use lambda_runtime::{service_fn, Error, LambdaEvent};
use order_relay_core::config::RelaySettings;
use order_relay_lambda::adapters::aws::SqsMessageQueue;
use order_relay_lambda::handlers::gateway::{handle_gateway_event, ApiGatewayResponse};
use serde_json::Value;

#[tokio::main]
async fn main() -> Result<(), Error> {
    order_relay_lambda::logging::init();

    let settings = RelaySettings::from_env()?;
    let queue_url = settings.require_queue_url()?.to_string();
    let aws_config = aws_config::load_defaults(aws_config::BehaviorVersion::latest()).await;
    let queue = SqsMessageQueue::new(aws_sdk_sqs::Client::new(&aws_config), queue_url);
    let queue = &queue;

    lambda_runtime::run(service_fn(move |event: LambdaEvent<Value>| async move {
        Ok::<ApiGatewayResponse, Error>(handle_gateway_event(event.payload, queue))
    }))
    .await
}
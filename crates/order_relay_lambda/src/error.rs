use order_relay_core::contract::ContractError;
use thiserror::Error;

/// Failure of a relay invocation. Returning one from a Lambda handler hands
/// the batch back to the platform's retry and redrive policy.
#[derive(Debug, Error)]
pub enum RelayError {
    #[error("{0}")]
    Decode(ContractError),
    #[error("{0}")]
    Configuration(ContractError),
    #[error("failed to write order {order_id}: {message}")]
    Write { order_id: String, message: String },
    #[error("{0}")]
    Transform(ContractError),
    #[error("failed to publish record {record}: {message}")]
    Publish { record: String, message: String },
    #[error("unroutable event: {0}")]
    Unroutable(String),
}
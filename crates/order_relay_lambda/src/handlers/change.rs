use order_relay_core::contract::{decode_stream_batch, StreamBatch};
use order_relay_core::notification::notification_from_change;
use serde::{Deserialize, Serialize};
use serde_json::Value;
use tracing::{debug, error, info};

use crate::adapters::topic::NotificationPublisher;
use crate::error::RelayError;

const COMPONENT: &str = "change_relay";

#[derive(Debug, Clone, Serialize, Deserialize, PartialEq, Eq)]
pub struct ChangeSummary {
    pub notifications_published: usize,
}

pub fn handle_stream_event(
    event: Value,
    payload_attribute: &str,
    publisher: &impl NotificationPublisher,
) -> Result<ChangeSummary, RelayError> {
    let batch = decode_stream_batch(event).map_err(RelayError::Decode)?;
    handle_stream_batch(&batch, payload_attribute, publisher)
}

/// Publishes one notification per change record, in stream order.
///
/// Any failure fails the whole invocation so the event source mapping can
/// retry and bisect the batch down to the offending record.
pub fn handle_stream_batch(
    batch: &StreamBatch,
    payload_attribute: &str,
    publisher: &impl NotificationPublisher,
) -> Result<ChangeSummary, RelayError> {
    info!(
        component = COMPONENT,
        records = batch.records.len(),
        "change batch started"
    );

    let mut published = 0usize;
    for record in &batch.records {
        let label = record.label();
        let notification = notification_from_change(record, payload_attribute).map_err(|error| {
            error!(component = COMPONENT, record = %label, error = %error, "change record rejected");
            RelayError::Transform(error)
        })?;

        debug!(
            component = COMPONENT,
            record = %label,
            order_id = %notification.order_id,
            event_name = notification.event_name.as_str(),
            "publishing notification"
        );
        publisher.publish(&notification).map_err(|message| {
            error!(
                component = COMPONENT,
                record = %label,
                published,
                error = %message,
                "notification publish failed"
            );
            RelayError::Publish {
                record: label.clone(),
                message,
            }
        })?;
        published += 1;
    }

    info!(
        component = COMPONENT,
        notifications_published = published,
        "change batch completed"
    );
    Ok(ChangeSummary {
        notifications_published: published,
    })
}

◆ ◆ ◆ ◆ ◆

(WHAT NEEDS TO BE DONE) Take the entries above and transcribe them exactly as they stand.

(YOUR SOLUTION)
use lambda_runtime::{service_fn, Error, LambdaEvent};
use order_relay_core::config::RelaySettings;
use order_relay_lambda::adapters::aws::SqsMessageQueue;
use order_relay_lambda::handlers::gateway::{handle_gateway_event, ApiGatewayResponse};
use serde_json::Value;

#[tokio::main]
async fn main() -> Result<(), Error> {
    order_relay_lambda::logging::init();

    let settings = RelaySettings::from_env()?;
    let queue_url = settings.require_queue_url()?.to_string();
    let aws_config = aws_config::load_defaults(aws_config::BehaviorVersion::latest()).await;
    let queue = SqsMessageQueue::new(aws_sdk_sqs::Client::new(&aws_config), queue_url);
    let queue = &queue;

    lambda_runtime::run(service_fn(move |event: LambdaEvent<Value>| async move {
        Ok::<ApiGatewayResponse, Error>(handle_gateway_event(event.payload, queue))
    }))
    .await
}
filename crates/order_relay_lambda/src/error.rs
use order_relay_core::contract::ContractError;
use thiserror::Error;

/// Failure of a relay invocation. Returning one from a Lambda handler hands
/// the batch back to the platform's retry and redrive policy.
#[derive(Debug, Error)]
pub enum RelayError {
    #[error("{0}")]
    Decode(ContractError),
    #[error("{0}")]
    Configuration(ContractError),
    #[error("failed to write order {order_id}: {message}")]
    Write { order_id: String, message: String },
    #[error("{0}")]
    Transform(ContractError),
    #[error("failed to publish record {record}: {message}")]
    Publish { record: String, message: String },
    #[error("unroutable event: {0}")]
    Unroutable(String),
}
filename crates/order_relay_lambda/src/handlers/change.rs
use order_relay_core::contract::{decode_stream_batch, StreamBatch};
use order_relay_core::notification::notification_from_change;
use serde::{Deserialize, Serialize};
use serde_json::Value;
use tracing::{debug, error, info};

use crate::adapters::topic::NotificationPublisher;
use crate::error::RelayError;

const COMPONENT: &str = "change_relay";

#[derive(Debug, Clone, Serialize, Deserialize, PartialEq, Eq)]
pub struct ChangeSummary {
    pub notifications_published: usize,
}

pub fn handle_stream_event(
    event: Value,
    payload_attribute: &str,
    publisher: &impl NotificationPublisher,
) -> Result<ChangeSummary, RelayError> {
    let batch = decode_stream_batch(event).map_err(RelayError::Decode)?;
    handle_stream_batch(&batch, payload_attribute, publisher)
}

/// Publishes one notification per change record, in stream order.
///
/// Any failure fails the whole invocation so the event source mapping can
/// retry and bisect the batch down to the offending record.
pub fn handle_stream_batch(
    batch: &StreamBatch,
    payload_attribute: &str,
    publisher: &impl NotificationPublisher,
) -> Result<ChangeSummary, RelayError> {
    info!(
        component = COMPONENT,
        records = batch.records.len(),
        "change batch started"
    );

    let mut published = 0usize;
    for record in &batch.records {
        let label = record.label();
        let notification = notification_from_change(record, payload_attribute).map_err(|error| {
            error!(component = COMPONENT, record = %label, error = %error, "change record rejected");
            RelayError::Transform(error)
        })?;

        debug!(
            component = COMPONENT,
            record = %label,
            order_id = %notification.order_id,
            event_name = notification.event_name.as_str(),
            "publishing notification"
        );
        publisher.publish(&notification).map_err(|message| {
            error!(
                component = COMPONENT,
                record = %label,
                published,
                error = %message,
                "notification publish failed"
            );
            RelayError::Publish {
                record: label.clone(),
                message,
            }
        })?;
        published += 1;
    }

    info!(
        component = COMPONENT,
        notifications_published = published,
        "change batch completed"
    );
    Ok(ChangeSummary {
        notifications_published: published,
    })
}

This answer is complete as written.